Mary Ellen and Ralph plunged into BC and Canada’s lively politics. Moving quickly from the coal face, he became general secretary of the Miners’ and Mine Laborers’ Protective Association, a founder of the Nanaimo Reform Club, a Liberal- Labour MLA (1898-1900), president of the Canadian Trades and Labor Congress (1898-1902) and Liberal-Labour, later Liberal, MP (1900-1910), and an advocate of women suffrage. In setting himself up as labour’s standard-bearer, the newcomer exchanged the anti-Irish sentiments that sometimes distinguished British miners anxious about jobs, for prejudice against Asian competitors. For a liberal of the John Stuart Mill school, intolerance had to be judiciously managed, as in 1895 when he professed

humanitarian feelings on this matter, but they were brought face to face, no doubt with individuals who were men as we were men, but as they presented themselves to us in our present surroundings they were the greatest possible existing evil.[5]

Such careful positioning amid the particular politics of a new land underpinned the newcomer’s aspirations to transplant to BC the liberal-laborism that reached its high water mark in Britain in the 1890s.

Obvious social mobility, extraordinary for a recent refugee from the UK’s industrial wars and seeming proof of opportunities for motivated workers, fueled Ralph’s determination to present himself “as an independent labor man,” to reject “obstruction, criticism and opposition” in favour of a “policy of construction, advice and education as the best way to advance the interests of the working class in parliament.”[6]

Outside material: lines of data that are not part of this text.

#![warn(clippy::pedantic)]

pub mod document;
pub mod log;
mod service;
mod settings;

pub use document::{Document, Page};
pub use service::Service;
pub use settings::{LogLevel, Settings, SettingsError, SettingsRepository, SettingsService};
use std::{
    collections::VecDeque,
    fmt,
    io::Write,
    sync::{Arc, Mutex},
};

use chrono::Local;
use log::{Level, LevelFilter, Metadata, Record, SetLoggerError};
use serde::{Deserialize, Serialize};

/// Number of entries a repository keeps.
pub const MAX_ENTRIES: usize = 100;

static LOG: Mutex<Option<Arc<dyn Repository>>> = Mutex::new(None);

#[allow(clippy::missing_errors_doc)]
pub trait Service {
    fn get_log_entries(&self) -> Result<VecDeque<Entry>, Error>;
    fn add_log_entry(&self, entry: Entry) -> Result<(), Error>;
}

#[allow(clippy::missing_errors_doc)]
pub trait Repository: Send + Sync + 'static {
    fn read_entries(&self) -> Result<VecDeque<Entry>, Error>;
    fn write_entry(&self, entry: Entry) -> Result<(), Error>;
}

#[derive(thiserror::Error, Debug, Clone, PartialEq, Eq)]
pub enum Error {
    #[error("{0}")]
    Unknown(String),
}

#[derive(Serialize, Deserialize, Debug, Clone, PartialEq, Eq)]
pub struct Entry {
    pub time: String,
    #[serde(with = "LevelDef")]
    pub level: Level,
    pub message: String,
}

impl Entry {
    #[must_use]
    pub fn new(level: Level, message: String) -> Self {
        Self {
            time: Local::now().format("%Y-%m-%d %H:%M:%S").to_string(),
            level,
            message,
        }
    }
}

impl fmt::Display for Entry {
    fn fmt(&self, f: &mut fmt::Formatter<'_>) -> fmt::Result {
        write!(f, "{} {:<5} {}", self.time, self.level, self.message)
    }
}

#[derive(Serialize, Deserialize)]
#[serde(remote = "Level")]
enum LevelDef {
    Error,
    Warn,
    Info,
    Debug,
    Trace,
}

static LOGGER: Logger = Logger;

/// Installs the logger. Entries are written to stderr and, if a repository
/// is given, recorded there as well.
///
/// # Errors
///
/// Returns an error if the logger has already been initialized.
pub fn init(
    level: LevelFilter,
    repository: Option<Arc<dyn Repository>>,
) -> Result<(), SetLoggerError> {
    if let Ok(mut log) = LOG.lock() {
        *log = repository;
    }
    log::set_logger(&LOGGER).map(|()| log::set_max_level(level))
}

struct Logger;

impl log::Log for Logger {
    fn enabled(&self, metadata: &Metadata) -> bool {
        metadata.level() <= log::max_level()
    }

    fn log(&self, record: &Record) {
        if !self.enabled(record.metadata()) {
            return;
        }

        let entry = Entry::new(record.level(), record.args().to_string());
        let _ = writeln!(std::io::stderr().lock(), "{entry}");

        let repository = LOG.lock().ok().and_then(|log| log.clone());
        if let Some(repository) = repository {
            let _ = repository.write_entry(entry);
        }
    }

    fn flush(&self) {
        let _ = std::io::stderr().flush();
    }
}
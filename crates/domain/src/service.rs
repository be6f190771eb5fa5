use std::sync::OnceLock;

use chrono::{Local, NaiveDate};
use log::{debug, error};
use rand::Rng;

use crate::{
    Catalog, CatalogRepository, ExerciseFilter, ExerciseTemplate, GenerateError, ReadError,
    UserProfile, WorkoutPlan, generate,
};

pub trait PlanService {
    fn get_catalog(&self) -> Result<&Catalog, ReadError>;

    fn get_exercises(&self, filter: &ExerciseFilter) -> Result<Vec<&ExerciseTemplate>, ReadError> {
        Ok(filter.exercises(self.get_catalog()?.iter()))
    }

    fn generate_plan_at<G: Rng + ?Sized>(
        &self,
        profile: &UserProfile,
        today: NaiveDate,
        rng: &mut G,
    ) -> Result<WorkoutPlan, GenerateError> {
        Ok(generate(self.get_catalog()?, profile, today, rng))
    }

    fn generate_plan<G: Rng + ?Sized>(
        &self,
        profile: &UserProfile,
        rng: &mut G,
    ) -> Result<WorkoutPlan, GenerateError> {
        self.generate_plan_at(profile, Local::now().date_naive(), rng)
    }
}

/// Loads the catalog on first use and keeps it for all later requests.
pub struct Service<R> {
    repository: R,
    catalog: OnceLock<Catalog>,
}

impl<R> Service<R> {
    pub fn new(repository: R) -> Self {
        Self {
            repository,
            catalog: OnceLock::new(),
        }
    }
}

macro_rules! log_on_error {
    ($func: expr, $action: literal, $entity: literal) => {{
        let result = $func;
        if let Err(ref err) = result {
            error!("failed to {} {}: {err}", $action, $entity);
        }
        result
    }};
}

impl<R: CatalogRepository> PlanService for Service<R> {
    fn get_catalog(&self) -> Result<&Catalog, ReadError> {
        if let Some(catalog) = self.catalog.get() {
            return Ok(catalog);
        }

        let catalog = log_on_error!(self.repository.read_catalog(), "read", "catalog")?;
        debug!("loaded catalog with {} exercises", catalog.len());

        Ok(self.catalog.get_or_init(|| catalog))
    }
}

Such conclusions made him welcome among Canadian Liberals desperate to “contain class conflict.[7] Smith’s emphasis on cross-class shared interest, much like that endorsed by Burt in the UK, soon, however, estranged him from erstwhile friends such as Nanaimo’s suffragist MLA James Hawthornthwaite and constituents, many of whom preferred the more radical Western Federation of Miners and socialist parties.

Historians have generally been equally skeptical: Ralph now readily emerges from the past as little better than an opportunist in his endorsement of Liberal leader Wilfrid Laurier. His defeat federally in 1911 and sudden death in February 1917 as the Minister of Finance in BC’s new Liberal government largely ended Canadian labour’s formal flirtation with Lib-Lab politics as the road to political influence and humanizing capitalism.

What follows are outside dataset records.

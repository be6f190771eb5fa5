use std::{fmt, slice::Iter};

use strum::{AsRefStr, EnumString};

/// An immutable catalog entry.
#[derive(Debug, Clone, PartialEq, Eq)]
pub struct ExerciseTemplate {
    pub name: String,
    pub equipment: Equipment,
    pub exercise_type: ExerciseType,
    pub level: Level,
    pub muscle_group: MuscleGroup,
    pub sets: Option<u32>,
    pub reps: Option<Reps>,
    pub duration: Option<String>,
}

impl ExerciseTemplate {
    #[must_use]
    pub fn needs_equipment(&self) -> bool {
        self.equipment != Equipment::None
    }
}

#[derive(Debug, Clone, PartialEq, Eq)]
pub enum Reps {
    Count(u32),
    /// Qualitative rep scheme such as "AMRAP" or "10 each side".
    Scheme(String),
}

impl fmt::Display for Reps {
    fn fmt(&self, f: &mut fmt::Formatter) -> fmt::Result {
        match self {
            Reps::Count(count) => write!(f, "{count}"),
            Reps::Scheme(scheme) => write!(f, "{scheme}"),
        }
    }
}

pub trait Property: Clone + Copy + Sized + AsRef<str> + 'static {
    const KIND: &'static str;

    fn iter() -> Iter<'static, Self>;
    fn name(self) -> &'static str;

    /// Parses a wire token. Case, surrounding whitespace and the separators
    /// ' ' and '-' are not significant.
    fn from_token(token: &str) -> Result<Self, ParseError>
    where
        Self: std::str::FromStr,
    {
        normalize(token).parse().map_err(|_| ParseError::Unknown {
            kind: Self::KIND,
            value: token.to_string(),
            expected: Self::iter()
                .map(AsRef::as_ref)
                .collect::<Vec<_>>()
                .join(", "),
        })
    }
}

fn normalize(token: &str) -> String {
    token.trim().to_lowercase().replace([' ', '-'], "_")
}

#[derive(thiserror::Error, Debug, Clone, PartialEq, Eq)]
pub enum ParseError {
    #[error("unknown {kind} \"{value}\" (expected one of: {expected})")]
    Unknown {
        kind: &'static str,
        value: String,
        expected: String,
    },
}

/// `None` is the canonical marker for exercises that need no equipment. The
/// catalog variants "bodyweight" and "no equipment" both parse to it.
#[derive(AsRefStr, EnumString, Clone, Copy, Debug, Eq, Hash, PartialEq, PartialOrd, Ord)]
#[strum(serialize_all = "snake_case")]
pub enum Equipment {
    #[strum(to_string = "none", serialize = "bodyweight", serialize = "no_equipment")]
    None,
    Barbell,
    Bench,
    Box,
    Cable,
    #[strum(to_string = "dumbbell", serialize = "dumbbells")]
    Dumbbell,
    ExerciseBall,
    EzBar,
    JumpRope,
    #[strum(to_string = "kettlebell", serialize = "kettlebells")]
    Kettlebell,
    Machine,
    MedicineBall,
    PullUpBar,
    #[strum(to_string = "resistance_band", serialize = "resistance_bands")]
    ResistanceBand,
    TrapBar,
}

impl Property for Equipment {
    const KIND: &'static str = "equipment";

    fn iter() -> Iter<'static, Equipment> {
        static EQUIPMENT: [Equipment; 15] = [
            Equipment::None,
            Equipment::Barbell,
            Equipment::Bench,
            Equipment::Box,
            Equipment::Cable,
            Equipment::Dumbbell,
            Equipment::ExerciseBall,
            Equipment::EzBar,
            Equipment::JumpRope,
            Equipment::Kettlebell,
            Equipment::Machine,
            Equipment::MedicineBall,
            Equipment::PullUpBar,
            Equipment::ResistanceBand,
            Equipment::TrapBar,
        ];
        EQUIPMENT.iter()
    }

    fn name(self) -> &'static str {
        match self {
            Equipment::None => "No Equipment",
            Equipment::Barbell => "Barbell",
            Equipment::Bench => "Bench",
            Equipment::Box => "Box",
            Equipment::Cable => "Cable",
            Equipment::Dumbbell => "Dumbbell",
            Equipment::ExerciseBall => "Exercise Ball",
            Equipment::EzBar => "EZ Bar",
            Equipment::JumpRope => "Jump Rope",
            Equipment::Kettlebell => "Kettlebell",
            Equipment::Machine => "Machine",
            Equipment::MedicineBall => "Medicine Ball",
            Equipment::PullUpBar => "Pull Up Bar",
            Equipment::ResistanceBand => "Resistance Band",
            Equipment::TrapBar => "Trap Bar",
        }
    }
}

#[derive(AsRefStr, EnumString, Clone, Copy, Debug, Eq, Hash, PartialEq)]
#[strum(serialize_all = "snake_case")]
pub enum ExerciseType {
    #[strum(to_string = "warmup", serialize = "warm_up")]
    Warmup,
    Main,
    #[strum(to_string = "cooldown", serialize = "cool_down")]
    Cooldown,
}

impl Property for ExerciseType {
    const KIND: &'static str = "exercise type";

    fn iter() -> Iter<'static, ExerciseType> {
        static EXERCISE_TYPE: [ExerciseType; 3] = [
            ExerciseType::Warmup,
            ExerciseType::Main,
            ExerciseType::Cooldown,
        ];
        EXERCISE_TYPE.iter()
    }

    fn name(self) -> &'static str {
        match self {
            ExerciseType::Warmup => "Warm-Up",
            ExerciseType::Main => "Main",
            ExerciseType::Cooldown => "Cool-Down",
        }
    }
}

/// Difficulty of an exercise and experience of a client.
#[derive(AsRefStr, EnumString, Clone, Copy, Debug, Eq, Hash, PartialEq, PartialOrd, Ord)]
#[strum(serialize_all = "snake_case")]
pub enum Level {
    Beginner,
    Intermediate,
    Advanced,
}

impl Level {
    /// Whether a client at this level may be given an exercise of `level`.
    #[must_use]
    pub fn admits(self, level: Level) -> bool {
        match self {
            Level::Beginner => level == Level::Beginner,
            Level::Intermediate => matches!(level, Level::Beginner | Level::Intermediate),
            Level::Advanced => true,
        }
    }
}

impl Property for Level {
    const KIND: &'static str = "level";

    fn iter() -> Iter<'static, Level> {
        static LEVEL: [Level; 3] = [Level::Beginner, Level::Intermediate, Level::Advanced];
        LEVEL.iter()
    }

    fn name(self) -> &'static str {
        match self {
            Level::Beginner => "Beginner",
            Level::Intermediate => "Intermediate",
            Level::Advanced => "Advanced",
        }
    }
}

#[derive(AsRefStr, EnumString, Clone, Copy, Debug, Eq, Hash, PartialEq)]
#[strum(serialize_all = "snake_case")]
pub enum MuscleGroup {
    Chest,
    Shoulders,
    Back,
    Arms,
    Legs,
    Core,
    Other,
}

impl Property for MuscleGroup {
    const KIND: &'static str = "muscle group";

    fn iter() -> Iter<'static, MuscleGroup> {
        static MUSCLE_GROUP: [MuscleGroup; 7] = [
            MuscleGroup::Chest,
            MuscleGroup::Shoulders,
            MuscleGroup::Back,
            MuscleGroup::Arms,
            MuscleGroup::Legs,
            MuscleGroup::Core,
            MuscleGroup::Other,
        ];
        MUSCLE_GROUP.iter()
    }

    fn name(self) -> &'static str {
        match self {
            MuscleGroup::Chest => "Chest",
            MuscleGroup::Shoulders => "Shoulders",
            MuscleGroup::Back => "Back",
            MuscleGroup::Arms => "Arms",
            MuscleGroup::Legs => "Legs",
            MuscleGroup::Core => "Core",
            MuscleGroup::Other => "Other",
        }
    }
}
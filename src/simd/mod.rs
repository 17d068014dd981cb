//! SIMD-optimized sampling kernels

#[cfg(target_arch = "x86_64")]
pub mod avx2;
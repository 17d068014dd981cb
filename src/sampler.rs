//! The grid-sampling interface shared by every backend

use crate::accelerated::AcceleratedSampler;
use crate::config::{Backend, PaddingMode, SamplerConfig};
use crate::error::Result;
use crate::scalar::ReferenceSampler;
use crate::Interpolate;
use ndarray::{ArrayD, ArrayViewD};

/// Adjoints produced by [`GridSampler::sample_backward`]
#[derive(Debug, Clone, PartialEq)]
pub struct SampleGradients<T> {
    /// Same shape as the image
    pub grad_input: ArrayD<T>,
    /// Same shape as the grid
    pub grad_grid: ArrayD<T>,
}

/// Linear grid sampling with analytic gradients
///
/// Implementations are pure: every call validates shapes, allocates fresh
/// outputs and keeps no state between calls beyond their configuration.
pub trait GridSampler<T: Interpolate>: Send + Sync {
    /// Which implementation this is
    fn backend(&self) -> Backend;

    /// Out-of-bounds policy
    fn padding(&self) -> PaddingMode;

    /// Resample `image` `(N, C, *S_in)` at `grid` `(N, d, *S_out)`
    fn sample(&self, image: &ArrayViewD<'_, T>, grid: &ArrayViewD<'_, T>) -> Result<ArrayD<T>>;

    /// Gradients of `sum(grad_output * sample(image, grid))`
    ///
    /// Both returned tensors start from zero and accumulate every contribution.
    fn sample_backward(
        &self,
        image: &ArrayViewD<'_, T>,
        grid: &ArrayViewD<'_, T>,
        grad_output: &ArrayViewD<'_, T>,
    ) -> Result<SampleGradients<T>>;
}

/// Construct the `f32` sampler a configuration asks for
///
/// Fails with [`crate::Error::BackendUnavailable`] when the accelerated
/// backend is requested on a CPU that cannot run it.
pub fn create_sampler(config: &SamplerConfig) -> Result<Box<dyn GridSampler<f32>>> {
    tracing::debug!(
        backend = %config.backend,
        padding = %config.padding,
        threads = ?config.num_threads,
        "creating grid sampler"
    );

    match config.backend {
        Backend::Reference => Ok(Box::new(ReferenceSampler::from_config(config)?)),
        Backend::Accelerated => Ok(Box::new(AcceleratedSampler::from_config(config)?)),
    }
}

Even as her charismatic husband crafted a reform and anti-Asian agenda, the personable Mary Ellen won friends in Nanaimo’s Methodist, charitable, and WCTU causes, all the while managing a busy household of offspring and boarders. By the time she and Ralph were renting Ottawa accommodation when the House was in session and returning regularly to cultivate their BC constituency, she was a major family asset, someone moreover with a reputation for improving his speeches.

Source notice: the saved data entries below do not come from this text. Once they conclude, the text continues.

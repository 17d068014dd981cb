//! N-dimensional bilinear/trilinear grid sampling with analytic gradients
//!
//! This crate provides the numerical core of deformable image registration:
//! resampling an image at a per-voxel coordinate field (the sampling grid),
//! back-propagating through that resampling into both the image and the grid,
//! and certifying a final deformation map through the determinant of its
//! Jacobian.
//!
//! # Features
//!
//! - **Two backends, one interface**: [`ReferenceSampler`] handles 1D, 2D and 3D
//!   with portable scalar code; [`AcceleratedSampler`] handles 3D `f32` volumes
//!   with AVX2/FMA. Both implement [`GridSampler`] and agree to `1e-5`.
//! - **Parallel execution**: uses rayon through an explicit [`ExecutionContext`]
//! - **ndarray integration**: works directly with `ndarray` dynamic-rank views
//! - **Deformation quality**: [`determinant_of_jacobian`] and the
//!   [`DeterminantReport`] statistics flag folding in a final map
//!
//! # Conventions
//!
//! Images are `(batch, channels, *spatial)`; grids are `(batch, d, *spatial_out)`
//! where component `a` holds the normalized source coordinate along spatial
//! axis `a`. Coordinate `-1` is the first voxel and `+1` the last voxel of the
//! axis. Samples falling outside the image are zero by default
//! ([`PaddingMode::Zeros`]).
//!
//! # Example
//!
//! ```rust
//! use grid_sampler::{sample, warp::identity_grid};
//! use ndarray::ArrayD;
//!
//! let image = ArrayD::<f32>::from_shape_fn(vec![1, 1, 4, 5, 6], |ix| ix[4] as f32);
//! let grid = identity_grid::<f32>(1, &[4, 5, 6]);
//!
//! let output = sample(&image.view(), &grid.view()).unwrap();
//! assert_eq!(output.shape(), image.shape());
//! ```

pub mod accelerated;
pub mod config;
pub mod error;
pub mod jacobian;
pub mod layout;
pub mod sampler;
pub mod scalar;
pub mod simd;
pub mod stats;
pub mod warp;

pub use accelerated::AcceleratedSampler;
pub use config::{build_info, Backend, BuildInfo, ExecutionContext, PaddingMode, SamplerConfig};
pub use error::{Error, Result};
pub use half::f16;
pub use jacobian::{determinant_of_jacobian, determinant_of_jacobian_in, determinant_of_jacobian_of_displacement};
pub use sampler::{create_sampler, GridSampler, SampleGradients};
pub use scalar::ReferenceSampler;
pub use stats::{nonzero_mask, DeterminantReport, DeterminantStatistics, ReportAggregate};
pub use warp::{warp_image, warp_image_backward, WarpGradients};

use ndarray::{ArrayD, ArrayViewD};

/// Trait for element types that can be sampled
///
/// All reference arithmetic is carried out in `f64`.
pub trait Interpolate: Copy + Send + Sync + Default + PartialEq + std::fmt::Debug + 'static {
    fn from_f64(v: f64) -> Self;
    fn to_f64(self) -> f64;
}

impl Interpolate for f32 {
    #[inline]
    fn from_f64(v: f64) -> Self {
        v as f32
    }
    #[inline]
    fn to_f64(self) -> f64 {
        self as f64
    }
}

impl Interpolate for f64 {
    #[inline]
    fn from_f64(v: f64) -> Self {
        v
    }
    #[inline]
    fn to_f64(self) -> f64 {
        self
    }
}

impl Interpolate for f16 {
    #[inline]
    fn from_f64(v: f64) -> Self {
        f16::from_f64(v)
    }
    #[inline]
    fn to_f64(self) -> f64 {
        f16::to_f64(self)
    }
}

/// Resample `image` at `grid` with the reference backend and zero padding
///
/// # Arguments
///
/// * `image` - `(N, C, *S_in)` with 1 to 3 spatial dimensions
/// * `grid` - `(N, d, *S_out)` normalized coordinates, `d = len(S_in)`
///
/// # Returns
///
/// `(N, C, *S_out)` interpolated values
pub fn sample<T: Interpolate>(image: &ArrayViewD<'_, T>, grid: &ArrayViewD<'_, T>) -> Result<ArrayD<T>> {
    ReferenceSampler::default().sample(image, grid)
}

/// Gradients of [`sample`] with respect to the image and the grid
///
/// `grad_output` must have the shape `sample` returns for the same inputs.
pub fn sample_backward<T: Interpolate>(
    image: &ArrayViewD<'_, T>,
    grid: &ArrayViewD<'_, T>,
    grad_output: &ArrayViewD<'_, T>,
) -> Result<SampleGradients<T>> {
    ReferenceSampler::default().sample_backward(image, grid, grad_output)
}

#[cfg(test)]
mod tests {
    use super::*;
    use approx::assert_relative_eq;
    use ndarray::ArrayD;

    #[test]
    fn test_identity_sample_f32() {
        let image = ArrayD::<f32>::from_shape_fn(vec![1, 1, 10, 10, 10], |ix| {
            (ix[2] * 100 + ix[3] * 10 + ix[4]) as f32
        });
        let grid = warp::identity_grid::<f32>(1, &[10, 10, 10]);

        let output = sample(&image.view(), &grid.view()).unwrap();

        for (o, i) in output.iter().zip(image.iter()) {
            assert_relative_eq!(*o, *i, epsilon = 1e-3);
        }
    }

    #[test]
    fn test_identity_sample_f16() {
        let image = ArrayD::<f16>::from_shape_fn(vec![1, 2, 6, 7], |ix| {
            f16::from_f32((ix[1] * 40 + ix[2] * 7 + ix[3]) as f32 / 100.0)
        });
        let grid = warp::identity_grid::<f16>(1, &[6, 7]);

        let output = sample(&image.view(), &grid.view()).unwrap();

        for (o, i) in output.iter().zip(image.iter()) {
            assert!((o.to_f32() - i.to_f32()).abs() < 1e-2);
        }
    }

    #[test]
    fn test_sample_backward_shapes() {
        let image = ArrayD::<f64>::from_elem(vec![2, 3, 5, 4], 1.0);
        let grid = ArrayD::<f64>::zeros(vec![2, 2, 3, 6]);
        let grad_output = ArrayD::<f64>::from_elem(vec![2, 3, 3, 6], 1.0);

        let grads = sample_backward(&image.view(), &grid.view(), &grad_output.view()).unwrap();
        assert_eq!(grads.grad_input.shape(), image.shape());
        assert_eq!(grads.grad_grid.shape(), grid.shape());
    }

    #[test]
    fn test_sample_backward_rejects_bad_grad_output() {
        let image = ArrayD::<f64>::zeros(vec![1, 2, 4]);
        let grid = ArrayD::<f64>::zeros(vec![1, 1, 3]);
        let grad_output = ArrayD::<f64>::zeros(vec![1, 1, 3]);

        let err = sample_backward(&image.view(), &grid.view(), &grad_output.view()).unwrap_err();
        assert!(matches!(err, Error::ShapeMismatch(_)));
    }
}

No other parliamentary wife with working-class origins mingled so well with the capital’s female elite. Guest and hostess of afternoon teas, bridge parties, and at homes, Mary Ellen, sometimes dressed to the nines in “a handsome gown of pale blue satin striped filet net, fashioned empire, and trimmed with lace applique,” seemed to confirm imperial rewards for ambitious British immigrant ‘ladies of labour’.[8]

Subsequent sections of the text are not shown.